Chapter 32 Quiz

DataField.Dev

Chapter 32 Quiz

Twenty questions to check your grasp of predictive modeling for underwriting. Fifteen multiple-choice, five short-answer. Answers are in the collapsed key at the bottom — try the whole set before opening it. All figures are illustrative.

Multiple choice

The single most important statistical advantage a predictive model has over a classical one-way rate table is that it: a. uses more data b. runs faster c. estimates all rating factors simultaneously, disentangling correlated effects d. is always more accurate on novel risks
An insurance pricing GLM typically models the number of claims with which distribution? a. gamma b. Poisson c. normal (Gaussian) d. uniform
An insurance pricing GLM typically models the size of a claim (given one occurred) with which distribution? a. Poisson b. binomial c. gamma d. normal (Gaussian)
The "log link" in a frequency GLM is convenient for underwriters mainly because it makes the individual factor effects: a. add up on the normal scale b. multiply on the normal scale, reproducing a rate-table structure c. cancel out d. impossible to interpret
Compared with a GLM, a gradient boosting machine (GBM) generally offers: a. better interpretability but worse accuracy b. better accuracy (it finds interactions automatically) but worse interpretability c. identical accuracy and interpretability d. neither better accuracy nor better interpretability
The chapter's working rule of thumb is: a. always use a GBM; GLMs are obsolete b. always use a GLM; GBMs are untrustworthy c.
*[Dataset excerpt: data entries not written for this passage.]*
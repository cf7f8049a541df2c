//! Response envelopes and the client error shape.

use serde_json::{json, Map, Value as Json};

use crate::error::{RpcError, SelectionCause};
use crate::formatter::FieldFormatter;

/// One entry of the `errors` list.
///
/// `message` is a template with `%{var}` placeholders filled from `vars`.
#[derive(Debug, Clone, PartialEq)]
pub struct ErrorResponse {
    pub error_type: &'static str,
    pub message: String,
    pub short_message: String,
    pub fields: Vec<String>,
    pub path: Option<String>,
    pub vars: Map<String, Json>,
    pub details: Option<Json>,
}

impl ErrorResponse {
    fn new(error: &RpcError, message: &str, short_message: &str) -> Self {
        Self {
            error_type: error.error_type(),
            message: message.to_string(),
            short_message: short_message.to_string(),
            fields: Vec::new(),
            path: None,
            vars: Map::new(),
            details: None,
        }
    }

    fn var(mut self, name: &str, value: impl Into<Json>) -> Self {
        self.vars.insert(name.to_string(), value.into());
        self
    }

    fn at(mut self, path: &str) -> Self {
        self.fields = vec![path.to_string()];
        self.path = Some(path.to_string());
        self
    }

    fn details(mut self, details: Json) -> Self {
        self.details = Some(details);
        self
    }

    pub fn from_error(error: &RpcError) -> Self {
        match error {
            RpcError::UnknownField { context, path, .. } => {
                Self::new(error, "Unknown field %{field} for %{resource}", "Unknown field")
                    .var("field", path.as_str())
                    .var("resource", context.as_str())
                    .at(path)
            }
            RpcError::RequiresFieldSelection {
                category,
                path,
                cause,
                ..
            } => Self::new(
                error,
                "%{field_type} %{field} requires field selection",
                "Field selection required",
            )
            .var("field_type", category.as_str())
            .var("field", path.as_str())
            .at(path)
            .details(json!({ "cause": cause_name(*cause) })),
            RpcError::DuplicateField { path, .. } => Self::new(
                error,
                "Field %{field} was requested multiple times",
                "Duplicate field",
            )
            .var("field", path.as_str())
            .at(path),
            RpcError::CalculationRequiresArgs { path, .. } => Self::new(
                error,
                "Calculation %{field} requires arguments",
                "Arguments required",
            )
            .var("field", path.as_str())
            .at(path),
            RpcError::InvalidCalculationArgs { path, reason, .. } => Self::new(
                error,
                "Invalid arguments for calculation %{field}: %{reason}",
                "Invalid calculation arguments",
            )
            .var("field", path.as_str())
            .var("reason", reason.as_str())
            .at(path),
            RpcError::InvalidFieldSelection { category, path, .. } => Self::new(
                error,
                "Cannot select fields from %{field_type} %{field}",
                "Invalid field selection",
            )
            .var("field_type", category.as_str())
            .var("field", path.as_str())
            .at(path),
            RpcError::FieldsNotSelectable { action } => Self::new(
                error,
                "Action %{action} returns a value without selectable fields",
                "Invalid field selection",
            )
            .var("action", action.as_str()),
            RpcError::FieldNormalization { path, reason } => Self::new(
                error,
                "Invalid field request at %{path}: %{reason}",
                "Invalid field format",
            )
            .var("path", path.as_str())
            .var("reason", reason.as_str())
            .at(path),
            RpcError::LoadNotAllowed { paths } | RpcError::LoadDenied { paths } => {
                let (message, short) = match error {
                    RpcError::LoadNotAllowed { .. } => {
                        ("Loading %{fields} is not allowed", "Load not allowed")
                    }
                    _ => ("Loading %{fields} is denied", "Load denied"),
                };
                let mut response = Self::new(error, message, short).var("fields", paths.join(", "));
                response.fields = paths.clone();
                response
            }
            RpcError::ActionNotFound { action } => {
                Self::new(error, "RPC action %{action} not found", "Action not found")
                    .var("action", action.as_str())
            }
            RpcError::MissingRequiredParameter { parameter } => Self::new(
                error,
                "Missing required parameter %{parameter}",
                "Missing parameter",
            )
            .var("parameter", parameter.as_str()),
            RpcError::InvalidPagination { reason } => {
                Self::new(error, "Invalid pagination: %{reason}", "Invalid pagination")
                    .var("reason", reason.as_str())
            }
            RpcError::NotFound { resource } => {
                Self::new(error, "%{resource} not found", "Not found")
                    .var("resource", resource.as_str())
            }
            RpcError::InvalidAttribute { field, reason } => Self::new(
                error,
                "Invalid value for %{field}: %{reason}",
                "Invalid attribute",
            )
            .var("field", field.as_str())
            .var("reason", reason.as_str())
            .at(field),
            RpcError::Required { field } => Self::new(error, "%{field} is required", "Required")
                .var("field", field.as_str())
                .at(field),
            RpcError::InvalidIdentity { resource, reason } => Self::new(
                error,
                "Invalid identity for %{resource}: %{reason}",
                "Invalid identity",
            )
            .var("resource", resource.as_str())
            .var("reason", reason.as_str()),
            RpcError::MissingIdentity { action } => Self::new(
                error,
                "Action %{action} requires an identity",
                "Identity required",
            )
            .var("action", action.as_str()),
            RpcError::Validation {
                message,
                fields,
                vars,
            } => {
                let mut response = Self::new(error, message, "Validation failed");
                response.vars = vars.clone();
                response.fields = fields.clone();
                response.path = fields.first().cloned();
                response
            }
            RpcError::Engine { message } => {
                Self::new(error, "%{message}", "Execution failed").var("message", message.as_str())
            }
        }
    }

    /// Render with envelope keys in the client convention. `vars` keys match
    /// the message placeholders and are left alone.
    pub fn to_json(&self, output: &FieldFormatter) -> Json {
        let mut out = Map::new();
        out.insert(output.to_external("type"), Json::from(self.error_type));
        out.insert(output.to_external("message"), Json::from(self.message.as_str()));
        out.insert(
            output.to_external("short_message"),
            Json::from(self.short_message.as_str()),
        );
        if !self.fields.is_empty() {
            out.insert(output.to_external("fields"), json!(self.fields));
        }
        if let Some(path) = &self.path {
            out.insert(output.to_external("path"), Json::from(path.as_str()));
        }
        out.insert(output.to_external("vars"), Json::Object(self.vars.clone()));
        if let Some(details) = &self.details {
            out.insert(output.to_external("details"), details.clone());
        }
        Json::Object(out)
    }

    /// Message with every `%{var}` substituted.
    pub fn rendered_message(&self) -> String {
        self.vars.iter().fold(self.message.clone(), |message, (name, value)| {
            let text = match value {
                Json::String(s) => s.clone(),
                other => other.to_string(),
            };
            message.replace(&format!("%{{{name}}}"), &text)
        })
    }
}

fn cause_name(cause: SelectionCause) -> &'static str {
    match cause {
        SelectionCause::Bare => "bare_field",
        SelectionCause::EmptyList => "empty_selection",
    }
}

/// `{success: true, data, metadata?}`
pub fn success_envelope(
    data: Json,
    metadata: Option<Map<String, Json>>,
    output: &FieldFormatter,
) -> Json {
    let mut out = Map::new();
    out.insert(output.to_external("success"), Json::Bool(true));
    out.insert(output.to_external("data"), data);
    if let Some(metadata) = metadata {
        out.insert(output.to_external("metadata"), Json::Object(metadata));
    }
    Json::Object(out)
}

/// `{success: false, errors: [...]}`
pub fn error_envelope(errors: &[RpcError], output: &FieldFormatter) -> Json {
    let mut out = Map::new();
    out.insert(output.to_external("success"), Json::Bool(false));
    out.insert(
        output.to_external("errors"),
        Json::Array(
            errors
                .iter()
                .map(|e| ErrorResponse::from_error(e).to_json(output))
                .collect(),
        ),
    );
    Json::Object(out)
}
GLM where you must explain the price; GBM where you must rank the risk d. use whichever model has the higher training accuracy
"Overfitting" means a model has: a. too few variables to be useful b. learned the noise in the training data rather than the signal, so it fails out-of-sample c. been filed with the regulator too early d. too small a Gini coefficient
The cardinal rule of model validation is: a. always use the largest possible training set b. never judge a model on the data it was trained on c. prefer the model with the most trees d. validate only on the most recent month of data
Lift measures a model's ability to: a. set an adequate overall price level b. separate good risks from bad (sort/rank risk) c. comply with state filing rules d. detect fraud
A lift chart whose ten deciles all run at roughly the same loss ratio (near 100%) indicates a model that: a. has excellent lift b. sorts risk almost perfectly c. has essentially no useful discriminating power d. is overfit
The Gini coefficient for a pricing model is best described as: a. the model's overall price adequacy b. a single number from ~0 (random) toward 1 (perfect) summarizing how well the model separates risk c. the loss ratio of the worst decile d. the number of trees in the ensemble
Strong lift, by itself, does not prove that: a. the model separates good risks from bad b. the worst decile is worse than the best c. the model's overall price level is adequate d. the model sorted the risks
Image-based underwriting with neural networks is most transformative because it: a. replaces the need for any human inspection entirely b. interprets data with no natural rows and columns (images, satellite tiles) at scale c. is cheaper than a GLM to file with regulators d. eliminates overfitting
The chapter argues that what usually decides a model's result is not the algorithm but: a. the programming language b. the feature engineering — the construction and selection of inputs c. the number of deciles d. the choice of link function
A documented override of a model's recommendation is the most important professional artifact in model-era underwriting primarily because: a. it lets the underwriter ignore the model whenever convenient b. an undocumented override is indistinguishable, to an auditor, from caprice and, to a regulator, from bias c. it increases the model's Gini d. it is required to file the rate

Short answer

In two or three sentences, explain why an insurance GLM splits the price into a frequency model and a severity model, and what underwriting insight that split provides.
A vendor reports their model is "94% accurate." Name the two things you must ask before that number means anything to you, and say why each matters.
Name the three situations that justify overriding a model's recommendation, and state the one thing all three have in common.
Explain why "the algorithm selected it for predictive power" is not, by itself, a regulatory defense for including a variable in a pricing model. (Name the danger.)
Harbor Steel's model scored a 7/10 and the underwriter overrode to a 6. State the specific category of override justification (from §32.7) the underwriter relied on, and give one concrete fact the model could not see that fits that category.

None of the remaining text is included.